# TASK BRIEF
List all lines of the data that include the string "dangling".

(Recorded data)
+---+

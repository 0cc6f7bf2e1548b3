use dashmap::DashMap;

use super::types::CacheEntry;
use crate::registry::types::NodeId;

/// Key to entry mapping owned by a single node process.
///
/// Peers never touch it directly; they go through the node's internal
/// endpoints, which call into these methods.
#[derive(Debug, Default)]
pub struct CacheStore {
    entries: DashMap<String, CacheEntry>,
}

impl CacheStore {
    pub fn new() -> Self {
        Self {
            entries: DashMap::new(),
        }
    }

    pub fn get(&self, key: &str) -> Option<CacheEntry> {
        self.entries.get(key).map(|entry| entry.value().clone())
    }

    /// Inserts or replaces the entry as the authoritative value.
    pub fn set_owned(&self, key: String, value: String) {
        tracing::debug!("Set owned entry for key {}", key);
        self.entries.insert(key, CacheEntry::Owned(value));
    }

    /// Inserts or replaces the entry as a pointer to `owner`.
    pub fn set_indexed(&self, key: String, owner: NodeId) {
        tracing::debug!("Set index for key {} -> node {}", key, owner);
        self.entries.insert(key, CacheEntry::Indexed(owner));
    }

    /// Removes the entry, returning whether one existed.
    pub fn delete(&self, key: &str) -> bool {
        let existed = self.entries.remove(key).is_some();
        tracing::debug!("Delete key {} (existed={})", key, existed);
        existed
    }

    pub fn len(&self) -> usize {
        self.entries.len()
    }

    pub fn is_empty(&self) -> bool {
        self.entries.is_empty()
    }
}
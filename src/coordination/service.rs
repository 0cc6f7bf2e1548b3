use std::sync::Arc;
use std::time::Duration;

use crate::cache::store::CacheStore;
use crate::cache::types::CacheEntry;
use crate::error::CacheError;
use crate::peer::pool::PeerConnectionPool;
use crate::registry::NodeRegistry;
use crate::registry::types::NodeId;

/// Upper bound for every outbound peer call.
pub const CALL_TIMEOUT: Duration = Duration::from_secs(10);

/// Outcome of a completed delete sweep.
#[derive(Debug, Clone, PartialEq, Eq)]
pub struct DeleteReport {
    /// Nodes that held an entry for the key, in sweep order.
    pub existed_on: Vec<NodeId>,
}

impl DeleteReport {
    pub fn existed(&self) -> bool {
        !self.existed_on.is_empty()
    }
}

/// Node-local context for the coordination protocol.
///
/// Built once at startup and shared by the client handlers.
pub struct CoordinationService {
    local: NodeId,
    registry: Arc<NodeRegistry>,
    store: Arc<CacheStore>,
    pool: Arc<PeerConnectionPool>,
    call_timeout: Duration,
}

impl CoordinationService {
    pub fn new(
        local: NodeId,
        registry: Arc<NodeRegistry>,
        store: Arc<CacheStore>,
        pool: Arc<PeerConnectionPool>,
    ) -> Self {
        Self {
            local,
            registry,
            store,
            pool,
            call_timeout: CALL_TIMEOUT,
        }
    }

    pub fn with_call_timeout(mut self, call_timeout: Duration) -> Self {
        self.call_timeout = call_timeout;
        self
    }

    pub fn local_node_id(&self) -> NodeId {
        self.local
    }

    pub fn store(&self) -> &Arc<CacheStore> {
        &self.store
    }

    pub fn pool(&self) -> &Arc<PeerConnectionPool> {
        &self.pool
    }

    /// Returns `Ok(None)` when no node has the key.
    pub async fn get(&self, key: &str) -> Result<Option<String>, CacheError> {
        match self.store.get(key) {
            None => Ok(None),
            Some(CacheEntry::Owned(value)) => Ok(Some(value)),
            Some(CacheEntry::Indexed(owner)) => self.redirect_get(key, owner).await.map(Some),
        }
    }

    async fn redirect_get(&self, key: &str, owner: NodeId) -> Result<String, CacheError> {
        let dangling = || CacheError::DanglingIndex {
            key: key.to_string(),
            owner,
        };
        if owner == self.local {
            return Err(dangling());
        }

        let peer = self.pool.handle(owner, self.call_timeout).await?;
        let response = peer.get_data(key).await.inspect_err(|e| {
            tracing::warn!(
                "Redirect get failed, local:{} owner:{} key:{}: {}",
                self.local,
                owner,
                key,
                e
            );
        })?;

        match response {
            rsp if rsp.found && rsp.owner.is_none() => Ok(rsp.value),
            rsp => {
                tracing::warn!(
                    "Owner {} has no value for key {} (found={}, owner={:?})",
                    owner,
                    key,
                    rsp.found,
                    rsp.owner
                );
                Err(dangling())
            }
        }
    }

    /// Makes this node the owner of `key` and indexes it on every other node.
    pub async fn put(&self, key: &str, value: &str) -> Result<(), CacheError> {
        self.pool.wait_ready(self.call_timeout).await?;

        for id in self.registry.ids() {
            if let Err(e) = self.put_on(id, key, value).await {
                tracing::warn!(
                    "Put sweep aborted, local:{} remote:{} key:{}: {}",
                    self.local,
                    id,
                    key,
                    e
                );
                return Err(e);
            }
        }

        tracing::debug!("Put key {} owned by node {}", key, self.local);
        Ok(())
    }

    async fn put_on(&self, id: NodeId, key: &str, value: &str) -> Result<(), CacheError> {
        if id == self.local {
            self.store.set_owned(key.to_string(), value.to_string());
            return Ok(());
        }
        let peer = self.pool.handle(id, self.call_timeout).await?;
        peer.set_index(key, self.local).await
    }

    /// Removes `key` from every node.
    pub async fn delete(&self, key: &str) -> Result<DeleteReport, CacheError> {
        self.pool.wait_ready(self.call_timeout).await?;

        let mut existed_on = Vec::new();
        for id in self.registry.ids() {
            match self.delete_on(id, key).await {
                Ok(true) => existed_on.push(id),
                Ok(false) => {
                    tracing::debug!("Node {} had no entry for key {}", id, key);
                }
                Err(e) => {
                    tracing::warn!(
                        "Delete sweep aborted, local:{} remote:{} key:{}: {}",
                        self.local,
                        id,
                        key,
                        e
                    );
                    return Err(e);
                }
            }
        }

        Ok(DeleteReport { existed_on })
    }

    async fn delete_on(&self, id: NodeId, key: &str) -> Result<bool, CacheError> {
        if id == self.local {
            return Ok(self.store.delete(key));
        }
        let peer = self.pool.handle(id, self.call_timeout).await?;
        peer.delete_index(key).await
    }
}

+---+

# TASK SOLUTION
        let dangling = || CacheError::DanglingIndex {
            return Err(dangling());
                Err(dangling())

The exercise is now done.